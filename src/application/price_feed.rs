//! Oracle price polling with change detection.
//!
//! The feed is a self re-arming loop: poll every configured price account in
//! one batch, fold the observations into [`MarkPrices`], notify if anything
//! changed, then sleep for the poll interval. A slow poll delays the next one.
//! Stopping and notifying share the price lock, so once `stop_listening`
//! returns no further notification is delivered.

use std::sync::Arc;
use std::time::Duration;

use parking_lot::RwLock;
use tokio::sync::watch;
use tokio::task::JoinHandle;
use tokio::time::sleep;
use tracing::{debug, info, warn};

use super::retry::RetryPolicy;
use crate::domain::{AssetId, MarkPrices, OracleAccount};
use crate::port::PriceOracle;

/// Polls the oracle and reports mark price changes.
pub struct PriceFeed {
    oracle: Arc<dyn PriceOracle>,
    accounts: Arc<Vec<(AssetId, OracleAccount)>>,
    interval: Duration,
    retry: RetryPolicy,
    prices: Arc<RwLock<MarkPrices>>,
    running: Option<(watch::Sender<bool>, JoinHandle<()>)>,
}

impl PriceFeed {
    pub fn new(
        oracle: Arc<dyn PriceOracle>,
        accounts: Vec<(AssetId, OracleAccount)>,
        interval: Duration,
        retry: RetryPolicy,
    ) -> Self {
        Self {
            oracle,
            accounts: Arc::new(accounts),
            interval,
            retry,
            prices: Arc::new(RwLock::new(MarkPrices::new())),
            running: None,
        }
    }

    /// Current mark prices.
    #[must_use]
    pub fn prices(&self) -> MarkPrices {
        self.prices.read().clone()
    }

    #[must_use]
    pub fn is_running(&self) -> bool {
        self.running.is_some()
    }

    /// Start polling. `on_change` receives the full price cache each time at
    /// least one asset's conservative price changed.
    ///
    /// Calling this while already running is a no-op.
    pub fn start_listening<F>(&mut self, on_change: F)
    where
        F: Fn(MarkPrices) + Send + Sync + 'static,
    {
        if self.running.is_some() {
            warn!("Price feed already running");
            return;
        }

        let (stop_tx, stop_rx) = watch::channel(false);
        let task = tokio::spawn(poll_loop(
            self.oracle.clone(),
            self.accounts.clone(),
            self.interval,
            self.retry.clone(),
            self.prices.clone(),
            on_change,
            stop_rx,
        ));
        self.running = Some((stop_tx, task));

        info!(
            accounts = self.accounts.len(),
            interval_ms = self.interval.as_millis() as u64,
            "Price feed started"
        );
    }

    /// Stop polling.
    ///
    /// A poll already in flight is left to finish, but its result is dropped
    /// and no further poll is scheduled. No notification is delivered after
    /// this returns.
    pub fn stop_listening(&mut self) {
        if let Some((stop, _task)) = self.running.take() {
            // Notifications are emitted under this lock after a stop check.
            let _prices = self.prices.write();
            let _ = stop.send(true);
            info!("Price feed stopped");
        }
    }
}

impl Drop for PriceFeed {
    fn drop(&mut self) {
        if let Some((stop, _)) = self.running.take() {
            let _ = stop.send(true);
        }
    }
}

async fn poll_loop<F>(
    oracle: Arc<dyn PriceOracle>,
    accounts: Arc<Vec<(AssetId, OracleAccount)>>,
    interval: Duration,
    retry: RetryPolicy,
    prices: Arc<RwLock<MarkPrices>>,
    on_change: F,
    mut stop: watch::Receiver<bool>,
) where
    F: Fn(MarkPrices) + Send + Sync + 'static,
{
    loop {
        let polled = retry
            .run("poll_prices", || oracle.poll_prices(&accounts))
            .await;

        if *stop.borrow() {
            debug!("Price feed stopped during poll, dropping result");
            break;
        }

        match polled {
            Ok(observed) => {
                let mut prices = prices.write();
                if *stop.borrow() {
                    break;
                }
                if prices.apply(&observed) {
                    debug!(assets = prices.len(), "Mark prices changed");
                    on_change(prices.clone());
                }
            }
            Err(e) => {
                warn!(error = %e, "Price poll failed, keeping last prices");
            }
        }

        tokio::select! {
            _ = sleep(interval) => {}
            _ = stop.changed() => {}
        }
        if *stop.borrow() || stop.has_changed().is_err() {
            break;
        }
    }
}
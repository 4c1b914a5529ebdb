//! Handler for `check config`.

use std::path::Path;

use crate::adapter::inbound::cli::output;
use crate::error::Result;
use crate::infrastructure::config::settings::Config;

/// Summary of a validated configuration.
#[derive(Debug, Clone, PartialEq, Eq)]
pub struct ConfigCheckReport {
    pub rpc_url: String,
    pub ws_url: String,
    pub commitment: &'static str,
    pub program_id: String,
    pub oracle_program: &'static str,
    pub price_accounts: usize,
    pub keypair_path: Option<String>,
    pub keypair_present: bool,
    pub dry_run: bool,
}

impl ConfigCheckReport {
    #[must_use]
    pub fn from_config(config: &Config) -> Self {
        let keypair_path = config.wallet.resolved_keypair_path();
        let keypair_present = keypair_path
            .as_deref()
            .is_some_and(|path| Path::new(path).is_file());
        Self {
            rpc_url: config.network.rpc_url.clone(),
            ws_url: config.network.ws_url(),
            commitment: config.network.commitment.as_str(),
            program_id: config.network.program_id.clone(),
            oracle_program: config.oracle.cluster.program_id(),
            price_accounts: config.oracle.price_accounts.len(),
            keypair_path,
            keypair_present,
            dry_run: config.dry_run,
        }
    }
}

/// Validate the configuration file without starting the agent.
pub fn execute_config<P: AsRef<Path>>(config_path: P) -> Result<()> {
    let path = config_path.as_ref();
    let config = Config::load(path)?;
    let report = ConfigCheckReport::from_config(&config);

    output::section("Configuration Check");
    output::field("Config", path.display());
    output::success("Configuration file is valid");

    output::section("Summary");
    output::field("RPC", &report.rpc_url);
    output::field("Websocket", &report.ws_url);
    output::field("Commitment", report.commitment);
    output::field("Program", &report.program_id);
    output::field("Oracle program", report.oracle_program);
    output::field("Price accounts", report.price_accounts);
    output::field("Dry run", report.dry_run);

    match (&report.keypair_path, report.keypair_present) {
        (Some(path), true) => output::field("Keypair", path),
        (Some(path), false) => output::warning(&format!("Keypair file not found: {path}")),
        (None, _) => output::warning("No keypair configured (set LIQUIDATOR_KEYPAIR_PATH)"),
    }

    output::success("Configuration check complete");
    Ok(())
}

----------

- Assignment: After locating the line with "use tokio::task::JoinHandle;" above, return that line and every later line through the one with "result is dropped", word for word and with nothing else.

- Answer box:
use tokio::task::JoinHandle;
use tokio::time::sleep;
use tracing::{debug, info, warn};

use super::retry::RetryPolicy;
use crate::domain::{AssetId, MarkPrices, OracleAccount};
use crate::port::PriceOracle;

/// Polls the oracle and reports mark price changes.
pub struct PriceFeed {
    oracle: Arc<dyn PriceOracle>,
    accounts: Arc<Vec<(AssetId, OracleAccount)>>,
    interval: Duration,
    retry: RetryPolicy,
    prices: Arc<RwLock<MarkPrices>>,
    running: Option<(watch::Sender<bool>, JoinHandle<()>)>,
}

impl PriceFeed {
    pub fn new(
        oracle: Arc<dyn PriceOracle>,
        accounts: Vec<(AssetId, OracleAccount)>,
        interval: Duration,
        retry: RetryPolicy,
    ) -> Self {
        Self {
            oracle,
            accounts: Arc::new(accounts),
            interval,
            retry,
            prices: Arc::new(RwLock::new(MarkPrices::new())),
            running: None,
        }
    }

    /// Current mark prices.
    #[must_use]
    pub fn prices(&self) -> MarkPrices {
        self.prices.read().clone()
    }

    #[must_use]
    pub fn is_running(&self) -> bool {
        self.running.is_some()
    }

    /// Start polling. `on_change` receives the full price cache each time at
    /// least one asset's conservative price changed.
    ///
    /// Calling this while already running is a no-op.
    pub fn start_listening<F>(&mut self, on_change: F)
    where
        F: Fn(MarkPrices) + Send + Sync + 'static,
    {
        if self.running.is_some() {
            warn!("Price feed already running");
            return;
        }

        let (stop_tx, stop_rx) = watch::channel(false);
        let task = tokio::spawn(poll_loop(
            self.oracle.clone(),
            self.accounts.clone(),
            self.interval,
            self.retry.clone(),
            self.prices.clone(),
            on_change,
            stop_rx,
        ));
        self.running = Some((stop_tx, task));

        info!(
            accounts = self.accounts.len(),
            interval_ms = self.interval.as_millis() as u64,
            "Price feed started"
        );
    }

    /// Stop polling.
    ///
    /// A poll already in flight is left to finish, but its result is dropped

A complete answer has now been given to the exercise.